[Excerpted records]:
//! Table Reader
//!
//! Opens a table by loading only its sparse index. Point lookups binary-search
//! the index, then scan one block.

use std::fs::File;
use std::io::{BufReader, Read, Seek, SeekFrom};
use std::path::Path;

use bytes::{Buf, Bytes};
use parking_lot::Mutex;
use tracing::{debug, warn};

use crate::config::FOOTER_SIZE;
use crate::error::{Result, SparseError};

use super::iterator::TableIterator;
use super::{decode_record, SparseIndexEntry, LEN_SIZE};

/// An opened, read-only table
///
/// The source sits behind a lock so lookups take `&self`; one table can serve
/// readers on several threads.
pub struct Table<R> {
    source: Mutex<R>,
    index: Vec<SparseIndexEntry>,
    /// Start of the index section == end of the data section
    index_offset: u64,
    len_bytes: u64,
}

impl Table<BufReader<File>> {
    /// Open a table file
    pub fn open_path(path: &Path) -> Result<Self> {
        let file = File::open(path)
            .map_err(|e| SparseError::io(format!("opening {}", path.display()), e))?;
        Self::open(BufReader::new(file))
    }
}

impl<R: Read + Seek> Table<R> {
    /// Parse the footer and sparse index of a table
    ///
    /// Besides a short file, a footer past the end, and a truncated index
    /// entry, `open` also rejects layouts no [`TableWriter`] produces:
    /// - a non-empty data section with no index entries
    /// - a first index entry not at offset 0
    /// - index keys or offsets that do not strictly ascend
    /// - an index offset at or beyond the start of the index section
    ///
    /// Each of these would leave records unreachable by [`Table::get`], so
    /// they are reported as [`SparseError::CorruptedTable`].
    ///
    /// [`TableWriter`]: crate::table::TableWriter
    pub fn open(mut source: R) -> Result<Self> {
        let len_bytes = source
            .seek(SeekFrom::End(0))
            .map_err(|e| SparseError::io("seeking to end of table", e))?;

        if len_bytes < FOOTER_SIZE {
            return Err(corrupted(format!(
                "table is {} bytes, smaller than its {} byte footer",
                len_bytes, FOOTER_SIZE
            )));
        }
        let index_end = len_bytes - FOOTER_SIZE;

        let mut footer = [0u8; FOOTER_SIZE as usize];
        source
            .seek(SeekFrom::Start(index_end))
            .and_then(|_| source.read_exact(&mut footer))
            .map_err(|e| SparseError::io("reading index start location", e))?;
        let index_offset = u64::from(u32::from_le_bytes(footer));

        if index_offset > index_end {
            return Err(corrupted(format!(
                "index start {} is past index end {}",
                index_offset, index_end
            )));
        }

        let index = if index_offset == index_end {
            Vec::new()
        } else {
            let raw = read_range(&mut source, index_offset, index_end)?;
            parse_index(&raw, index_offset)?
        };
        validate_index(&index, index_offset)?;

        debug!(
            index_entries = index.len(),
            index_offset,
            bytes = len_bytes,
            "table opened"
        );

        Ok(Self {
            source: Mutex::new(source),
            index,
            index_offset,
            len_bytes,
        })
    }

    /// Point lookup
    ///
    /// Reads at most one block: the last one whose first key is <= `key`.
    pub fn get(&self, key: &[u8]) -> Result<Option<Vec<u8>>> {
        let slot = self.index.partition_point(|e| e.key.as_slice() <= key);
        if slot == 0 {
            return Ok(None);
        }

        let block_start = u64::from(self.index[slot - 1].offset);
        let block = self.read_block(slot - 1)?;

        let mut pos = 0;
        while pos < block.len() {
            let record = decode_record(&block[pos..], block_start + pos as u64)?;
            let found = &block[pos + record.key.start..pos + record.key.end];
            match found.cmp(key) {
                std::cmp::Ordering::Equal => {
                    let value = &block[pos + record.value.start..pos + record.value.end];
                    return Ok(Some(value.to_vec()));
                }
                std::cmp::Ordering::Greater => return Ok(None),
                std::cmp::Ordering::Less => pos += record.len,
            }
        }
        Ok(None)
    }

    /// Iterate records with key in `[start, end)`; empty bounds are open
    pub fn range_scan(&self, start: &[u8], end: &[u8]) -> Result<TableIterator<'_, R>> {
        TableIterator::new(self, start, end)
    }

    /// Iterate every record
    pub fn iter(&self) -> Result<TableIterator<'_, R>> {
        self.range_scan(b"", b"")
    }

    /// Bytes of block `slot`, from its index offset to the next block start
    pub(super) fn read_block(&self, slot: usize) -> Result<Bytes> {
        let start = u64::from(self.index[slot].offset);
        let end = self
            .index
            .get(slot + 1)
            .map_or(self.index_offset, |e| u64::from(e.offset));
        let mut source = self.source.lock();
        read_range(&mut *source, start, end).map(Bytes::from)
    }
}

impl<R> Table<R> {
    /// The sparse index, ascending
    pub fn index(&self) -> &[SparseIndexEntry] {
        &self.index
    }

    /// Start of the index section
    pub fn index_offset(&self) -> u64 {
        self.index_offset
    }

    /// Total table size in bytes
    pub fn len_bytes(&self) -> u64 {
        self.len_bytes
    }

    pub fn is_empty(&self) -> bool {
        self.index.is_empty()
    }

    /// Smallest key in the table
    pub fn first_key(&self) -> Option<&[u8]> {
        self.index.first().map(|e| e.key.as_slice())
    }

    /// Largest key in the table (the last record is always indexed)
    pub fn last_key(&self) -> Option<&[u8]> {
        self.index.last().map(|e| e.key.as_slice())
    }

    /// Quick check if a key might be in this table (range check)
    pub fn might_contain(&self, key: &[u8]) -> bool {
        match (self.first_key(), self.last_key()) {
            (Some(first), Some(last)) => key >= first && key <= last,
            _ => false,
        }
    }
}

// =============================================================================
// Private Helpers
// =============================================================================

fn corrupted(detail: String) -> SparseError {
    warn!(%detail, "corrupted table");
    SparseError::CorruptedTable(detail)
}

fn read_range<R: Read + Seek>(source: &mut R, start: u64, end: u64) -> Result<Vec<u8>> {
    let mut buf = vec![0u8; (end - start) as usize];
    source
        .seek(SeekFrom::Start(start))
        .and_then(|_| source.read_exact(&mut buf))
        .map_err(|e| SparseError::io(format!("reading bytes {}..{}", start, end), e))?;
    Ok(buf)
}

/// Parse `len | key | offset` entries until the section is used up exactly
fn parse_index(raw: &[u8], index_offset: u64) -> Result<Vec<SparseIndexEntry>> {
    let mut buf = raw;
    let mut index = Vec::new();

    while buf.has_remaining() {
        let at = index_offset + (raw.len() - buf.remaining()) as u64;

        if buf.remaining() < LEN_SIZE {
            return Err(corrupted(format!(
                "index entry {} at offset {}: truncated key length",
                index.len(),
                at
            )));
        }
        let key_len = buf.get_u32_le() as usize;

        if buf.remaining() < key_len {
            return Err(corrupted(format!(
                "index entry {} at offset {}: key of {} bytes truncated",
                index.len(),
                at,
                key_len
            )));
        }
        let key = buf[..key_len].to_vec();
        buf.advance(key_len);

        if buf.remaining() < LEN_SIZE {
            return Err(corrupted(format!(
                "index entry {} at offset {}: truncated block offset for key {:?}",
                index.len(),
                at,
                String::from_utf8_lossy(&key)
            )));
        }
        let offset = buf.get_u32_le();

        index.push(SparseIndexEntry { key, offset });
    }

    Ok(index)
}

/// Index must start the data section, ascend strictly, and stay inside it
fn validate_index(index: &[SparseIndexEntry], index_offset: u64) -> Result<()> {
    match index.first() {
        None if index_offset > 0 => {
            return Err(corrupted(format!(
                "{} bytes of records but no index entries",
                index_offset
            )))
        }
        Some(first) if first.offset != 0 => {
            return Err(corrupted(format!(
                "first index entry points at offset {}, not 0",
                first.offset
            )))
        }
        _ => {}
    }

    for pair in index.windows(2) {
        if pair[1].key <= pair[0].key || pair[1].offset <= pair[0].offset {
            return Err(corrupted(format!(
                "index not ascending at key {:?} (offset {})",
                String::from_utf8_lossy(&pair[1].key),
                pair[1].offset
            )));
        }
    }

    if let Some(last) = index.last() {
        if u64::from(last.offset) >= index_offset {
            return Err(corrupted(format!(
                "index entry offset {} is outside the data section (ends at {})",
                last.offset, index_offset
            )));
        }
    }

    Ok(())
}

[Exercise description]: Above are the entries. Quote exactly the lines from the one bearing "let slot = self.index.partition_point(|e|" through the one bearing "bounds are open".

[Expected output]:
        let slot = self.index.partition_point(|e| e.key.as_slice() <= key);
        if slot == 0 {
            return Ok(None);
        }

        let block_start = u64::from(self.index[slot - 1].offset);
        let block = self.read_block(slot - 1)?;

        let mut pos = 0;
        while pos < block.len() {
            let record = decode_record(&block[pos..], block_start + pos as u64)?;
            let found = &block[pos + record.key.start..pos + record.key.end];
            match found.cmp(key) {
                std::cmp::Ordering::Equal => {
                    let value = &block[pos + record.value.start..pos + record.value.end];
                    return Ok(Some(value.to_vec()));
                }
                std::cmp::Ordering::Greater => return Ok(None),
                std::cmp::Ordering::Less => pos += record.len,
            }
        }
        Ok(None)
    }

    /// Iterate records with key in `[start, end)`; empty bounds are open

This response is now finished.